The Agreement amends and restates the Company's previous unsecured $2.0 billion revolving credit agreement dated March 16, 2011, which was due to expire in March 2015. The Agreement contains provisions substantially similar to those in the Company's previous credit agreement, including customary representations, warranties and covenants, including a maximum Consolidated Leverage Ratio. CBS Operations Inc. acts as guarantor for the Agreement and the Company may designate subsidiary borrowers thereunder for which the Company will act as guarantor. Borrowing rates are generally based on the London Interbank Offer Rate or the prime rate in the United States plus applicable margins. The Company pays a commitment fee based on the average daily unused commitments under the Agreement.
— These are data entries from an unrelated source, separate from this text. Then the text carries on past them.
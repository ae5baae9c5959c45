use std::any::{Any, TypeId};
use std::io::{Read, Write};

use crate::config::CodecConfig;
use crate::config_option::ConfigOption;
use crate::converter::HttpMessageConverter;
use crate::error::{ConfigError, ConverterError, DecodeError, EncodeError};
use crate::frame::ObjectFrame;
use crate::http_message::{HttpInputMessage, HttpOutputMessage};
use crate::media_type::MediaType;
use crate::registry::TypeRegistry;
use crate::type_descriptor::TypeDescriptor;


/// A value reconstructed from an object stream, together with the identifier it was sent under.
#[derive(Debug)]
pub struct DecodedObject {
  type_identifier: String,
  type_id: TypeId,
  type_name: &'static str,
  value: Box<dyn Any + Send + Sync>,
}

impl DecodedObject {
  pub fn type_identifier(&self) -> &str {
    &self.type_identifier
  }

  pub fn type_name(&self) -> &'static str {
    self.type_name
  }

  pub fn is<T: Any>(&self) -> bool {
    self.type_id == TypeId::of::<T>()
  }

  pub fn into_value(self) -> Box<dyn Any + Send + Sync> {
    self.value
  }

  pub fn downcast<T: Any>(self) -> Result<T, DecodeError> {
    let type_name = self.type_name;
    self
      .value
      .downcast::<T>()
      .map(|boxed| *boxed)
      .map_err(|_| DecodeError::TypeMismatch {
        expected: std::any::type_name::<T>().to_string(),
        actual: type_name.to_string(),
      })
  }
}

/// Converts registered values to and from self-describing object streams carried as HTTP bodies.
///
/// The media type is fixed when the codec is built. Only types present in the injected
/// [`TypeRegistry`] are encoded or reconstructed.
#[derive(Debug, Clone)]
pub struct ObjectBodyCodec {
  registry: TypeRegistry,
  config: CodecConfig,
}

impl ObjectBodyCodec {
  pub fn new(registry: TypeRegistry) -> Self {
    Self::with_config(registry, CodecConfig::default())
  }

  pub fn with_config(registry: TypeRegistry, config: CodecConfig) -> Self {
    Self { registry, config }
  }

  pub fn from_options(
    registry: TypeRegistry,
    options: impl IntoIterator<Item = ConfigOption>,
  ) -> Result<Self, ConfigError> {
    Ok(Self::with_config(registry, CodecConfig::from(options)?))
  }

  pub fn media_type(&self) -> &MediaType {
    self.config.get_media_type()
  }

  pub fn registry(&self) -> &TypeRegistry {
    &self.registry
  }

  pub fn supports(&self, candidate: &TypeDescriptor) -> bool {
    self.registry.contains_type(candidate)
  }

  pub fn supports_type<T: Any>(&self) -> bool {
    self.supports(&TypeDescriptor::of::<T>())
  }

  /// Serializes `value` into a complete object frame.
  pub fn encode_to_vec(&self, value: &dyn Any) -> Result<Vec<u8>, EncodeError> {
    let (identifier, serializer) = self
      .registry
      .find_by_type(value.type_id())
      .ok_or_else(|| {
        EncodeError::UnsupportedType(format!("value type is not registered ({:?})", value.type_id()))
      })?;
    let payload = serializer.serialize_any(value)?;
    let bytes = ObjectFrame::new(identifier, payload).to_vec()?;
    tracing::debug!(
      "encode: type_name = {}, frame_len = {}",
      serializer.type_name(),
      bytes.len()
    );
    Ok(bytes)
  }

  /// Writes the object frame for `value` to `output` and flushes it.
  pub fn encode(&self, value: &dyn Any, output: &mut dyn Write) -> Result<(), EncodeError> {
    let bytes = self.encode_to_vec(value)?;
    output.write_all(&bytes)?;
    output.flush()?;
    Ok(())
  }

  /// Reads `input` to the end and reconstructs whichever registered type it names.
  pub fn decode_any(&self, input: &mut dyn Read) -> Result<DecodedObject, DecodeError> {
    let mut bytes = Vec::new();
    input.read_to_end(&mut bytes)?;
    let (type_identifier, payload) = ObjectFrame::decode(&bytes)?.into_parts();
    let serializer = match self.registry.find_by_identifier(&type_identifier) {
      Some(serializer) => serializer,
      None => {
        tracing::warn!("decode: type identifier {} is not registered", type_identifier);
        return Err(DecodeError::UnknownType(type_identifier));
      }
    };
    let value = serializer.deserialize_any(&payload)?;
    tracing::debug!(
      "decode: type_identifier = {}, frame_len = {}",
      type_identifier,
      bytes.len()
    );
    Ok(DecodedObject {
      type_identifier,
      type_id: serializer.target_type_id(),
      type_name: serializer.type_name(),
      value,
    })
  }

  /// Like [`ObjectBodyCodec::decode_any`], but fails unless the stream holds a `target`.
  pub fn decode(
    &self,
    target: &TypeDescriptor,
    input: &mut dyn Read,
  ) -> Result<Box<dyn Any + Send + Sync>, DecodeError> {
    let decoded = self.decode_any(input)?;
    if decoded.type_id != target.type_id() {
      return Err(DecodeError::TypeMismatch {
        expected: target.type_name().to_string(),
        actual: decoded.type_name.to_string(),
      });
    }
    Ok(decoded.into_value())
  }

  pub fn decode_as<T: Any>(&self, input: &mut dyn Read) -> Result<T, DecodeError> {
    self.decode_any(input)?.downcast::<T>()
  }
}

impl HttpMessageConverter for ObjectBodyCodec {
  fn supported_media_types(&self) -> Vec<MediaType> {
    vec![self.media_type().clone()]
  }

  fn can_read(&self, target: &TypeDescriptor, media_type: Option<&MediaType>) -> bool {
    self.supports(target) && media_type.map_or(true, |m| self.media_type().includes(m))
  }

  fn can_write(&self, source: &TypeDescriptor, media_type: Option<&MediaType>) -> bool {
    self.supports(source)
      && media_type.map_or(true, |m| m.is_wildcard_type() || self.media_type().is_compatible_with(m))
  }

  fn read(
    &self,
    target: &TypeDescriptor,
    input: &mut dyn HttpInputMessage,
  ) -> Result<Box<dyn Any + Send + Sync>, ConverterError> {
    if let Some(content_type) = input.headers().content_type() {
      if !self.media_type().includes(content_type) {
        return Err(ConverterError::UnsupportedMediaType(content_type.clone()));
      }
    }
    Ok(self.decode(target, input.body())?)
  }

  fn write(
    &self,
    value: &dyn Any,
    content_type: Option<&MediaType>,
    output: &mut dyn HttpOutputMessage,
  ) -> Result<(), ConverterError> {
    let content_type_to_use = match content_type {
      Some(m) if m.is_concrete() => {
        if !self.media_type().is_compatible_with(m) {
          return Err(ConverterError::UnsupportedMediaType(m.clone()));
        }
        m.clone()
      }
      _ => self.media_type().clone(),
    };
    let bytes = self.encode_to_vec(value)?;

    let headers = output.headers_mut();
    if headers.content_type().is_none() {
      headers.set_content_type(content_type_to_use);
    }
    if self.config.is_write_content_length() && headers.content_length().is_none() {
      headers.set_content_length(bytes.len() as u64);
    }

    let body = output.body();
    body.write_all(&bytes).map_err(EncodeError::from)?;
    body.flush().map_err(EncodeError::from)?;
    Ok(())
  }
}

static_assertions::assert_impl_all!(ObjectBodyCodec: Send, Sync, Clone);
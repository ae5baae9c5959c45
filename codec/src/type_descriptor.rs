use std::any::{Any, TypeId};
use std::fmt::{Display, Formatter};

/// Runtime description of a Rust type, used where a framework asks "can you handle this type?".
#[derive(Debug, Clone, Copy, PartialEq, Eq, Hash)]
pub struct TypeDescriptor {
  type_id: TypeId,
  type_name: &'static str,
}

impl TypeDescriptor {
  pub fn of<T: Any>() -> Self {
    Self {
      type_id: TypeId::of::<T>(),
      type_name: std::any::type_name::<T>(),
    }
  }

  pub fn type_id(&self) -> TypeId {
    self.type_id
  }

  pub fn type_name(&self) -> &'static str {
    self.type_name
  }
}

impl Display for TypeDescriptor {
  fn fmt(&self, f: &mut Formatter<'_>) -> std::fmt::Result {
    f.write_str(self.type_name)
  }
}
//! `type/subtype` media types as used for content negotiation.

use std::collections::BTreeMap;
use std::fmt::{Display, Formatter};
use std::str::FromStr;

use crate::error::MediaTypeError;

const WILDCARD: &str = "*";

/// A parsed media type such as `application/x-rust-serialized-object`.
///
/// Type, subtype and parameter names are stored lower-cased; parameter values keep their case.
#[derive(Debug, Clone, PartialEq, Eq, Hash)]
pub struct MediaType {
  main_type: String,
  sub_type: String,
  parameters: BTreeMap<String, String>,
}

impl MediaType {
  pub fn new(main_type: impl Into<String>, sub_type: impl Into<String>) -> Self {
    Self {
      main_type: main_type.into().to_ascii_lowercase(),
      sub_type: sub_type.into().to_ascii_lowercase(),
      parameters: BTreeMap::new(),
    }
  }

  /// The media type owned by the object body codec.
  pub fn serialized_object() -> Self {
    Self::new("application", "x-rust-serialized-object")
  }

  /// `*/*`
  pub fn all() -> Self {
    Self::new(WILDCARD, WILDCARD)
  }

  pub fn with_parameter(mut self, name: impl Into<String>, value: impl Into<String>) -> Self {
    self.parameters.insert(name.into().to_ascii_lowercase(), value.into());
    self
  }

  pub fn parse(value: &str) -> Result<Self, MediaTypeError> {
    let mut parts = split_parameters(value)?.into_iter();
    let full_type = parts.next().map(str::trim).unwrap_or_default();
    if full_type.is_empty() {
      return Err(MediaTypeError::invalid(value, "media type must not be empty"));
    }
    let (main_type, sub_type) = if full_type == WILDCARD {
      (WILDCARD, WILDCARD)
    } else {
      full_type
        .split_once('/')
        .ok_or_else(|| MediaTypeError::invalid(value, "does not contain '/'"))?
    };
    let (main_type, sub_type) = (main_type.trim(), sub_type.trim());
    if main_type.is_empty() {
      return Err(MediaTypeError::invalid(value, "does not contain a type"));
    }
    if sub_type.is_empty() {
      return Err(MediaTypeError::invalid(value, "does not contain a subtype"));
    }
    if sub_type.contains('/') {
      return Err(MediaTypeError::invalid(value, "contains more than one '/'"));
    }
    if main_type == WILDCARD && sub_type != WILDCARD {
      return Err(MediaTypeError::invalid(value, "wildcard type is legal only in '*/*'"));
    }

    let mut media_type = MediaType::new(main_type, sub_type);
    for parameter in parts.map(str::trim).filter(|p| !p.is_empty()) {
      let (name, raw_value) = parameter
        .split_once('=')
        .ok_or_else(|| MediaTypeError::invalid(value, "parameter does not contain '='"))?;
      let name = name.trim();
      if name.is_empty() {
        return Err(MediaTypeError::invalid(value, "parameter name must not be empty"));
      }
      media_type = media_type.with_parameter(name, unquote(raw_value.trim()));
    }
    Ok(media_type)
  }

  pub fn main_type(&self) -> &str {
    &self.main_type
  }

  pub fn sub_type(&self) -> &str {
    &self.sub_type
  }

  pub fn parameter(&self, name: &str) -> Option<&str> {
    self.parameters.get(&name.to_ascii_lowercase()).map(String::as_str)
  }

  pub fn is_wildcard_type(&self) -> bool {
    self.main_type == WILDCARD
  }

  /// True for `*` and `*+suffix` subtypes.
  pub fn is_wildcard_sub_type(&self) -> bool {
    self.sub_type == WILDCARD || self.sub_type.starts_with("*+")
  }

  /// True when neither the type nor the subtype is a wildcard.
  pub fn is_concrete(&self) -> bool {
    !self.is_wildcard_type() && !self.is_wildcard_sub_type()
  }

  fn suffix(&self) -> Option<&str> {
    self.sub_type.rsplit_once('+').map(|(_, suffix)| suffix)
  }

  /// Indicates whether this media type includes `other`.
  ///
  /// `*/*` includes every media type, `text/*` includes `text/plain`, and
  /// `application/*+xml` includes `application/soap+xml`. Inclusion is not symmetric.
  pub fn includes(&self, other: &MediaType) -> bool {
    if self.is_wildcard_type() {
      return true;
    }
    if self.main_type != other.main_type {
      return false;
    }
    if self.sub_type == other.sub_type || self.sub_type == WILDCARD {
      return true;
    }
    if self.is_wildcard_sub_type() {
      // *+suffix
      if let Some(suffix) = self.suffix() {
        return other.sub_type == suffix || other.suffix() == Some(suffix);
      }
    }
    false
  }

  /// Symmetric variant of [`MediaType::includes`].
  pub fn is_compatible_with(&self, other: &MediaType) -> bool {
    self.includes(other) || other.includes(self)
  }
}

/// Splits on `;` outside of quoted strings.
fn split_parameters(value: &str) -> Result<Vec<&str>, MediaTypeError> {
  let mut parts = Vec::new();
  let mut start = 0;
  let mut quoted = false;
  let mut escaped = false;
  for (i, c) in value.char_indices() {
    if escaped {
      escaped = false;
      continue;
    }
    match c {
      '\\' if quoted => escaped = true,
      '"' => quoted = !quoted,
      ';' if !quoted => {
        parts.push(&value[start..i]);
        start = i + 1;
      }
      _ => {}
    }
  }
  if quoted {
    return Err(MediaTypeError::invalid(value, "unterminated quoted string"));
  }
  parts.push(&value[start..]);
  Ok(parts)
}

fn unquote(value: &str) -> String {
  if value.len() >= 2 && value.starts_with('"') && value.ends_with('"') {
    let mut unquoted = String::with_capacity(value.len() - 2);
    let mut chars = value[1..value.len() - 1].chars();
    while let Some(c) = chars.next() {
      match c {
        '\\' => unquoted.extend(chars.next()),
        c => unquoted.push(c),
      }
    }
    unquoted
  } else {
    value.to_string()
  }
}

const TSPECIALS: &str = "()<>@,;:\\\"/[]?=";

fn needs_quoting(value: &str) -> bool {
  value.is_empty()
    || value
      .chars()
      .any(|c| c.is_ascii_whitespace() || c.is_ascii_control() || TSPECIALS.contains(c))
}

impl FromStr for MediaType {
  type Err = MediaTypeError;

  fn from_str(s: &str) -> Result<Self, Self::Err> {
    MediaType::parse(s)
  }
}

impl Display for MediaType {
  fn fmt(&self, f: &mut Formatter<'_>) -> std::fmt::Result {
    write!(f, "{}/{}", self.main_type, self.sub_type)?;
    for (name, value) in &self.parameters {
      if needs_quoting(value) {
        write!(f, ";{}=\"", name)?;
        for c in value.chars() {
          if c == '"' || c == '\\' {
            f.write_str("\\")?;
          }
          write!(f, "{}", c)?;
        }
        f.write_str("\"")?;
      } else {
        write!(f, ";{}={}", name, value)?;
      }
    }
    Ok(())
  }
}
The Agreement may be used for general corporate purposes.
The above description of the Agreement does not purport to be complete and is qualified in its entirety by reference to the text of such agreement, a copy of which is filed as Exhibit 10.1 to this Current Report on Form 8-K.
Some of the financial institutions party to the Agreement and their respective affiliates have performed, and/or may in the future perform, various commercial banking, investment banking and other financial advisory services in the ordinary course of business for the Company and its subsidiaries for which they have received, and/or will receive, customary fees and commissions.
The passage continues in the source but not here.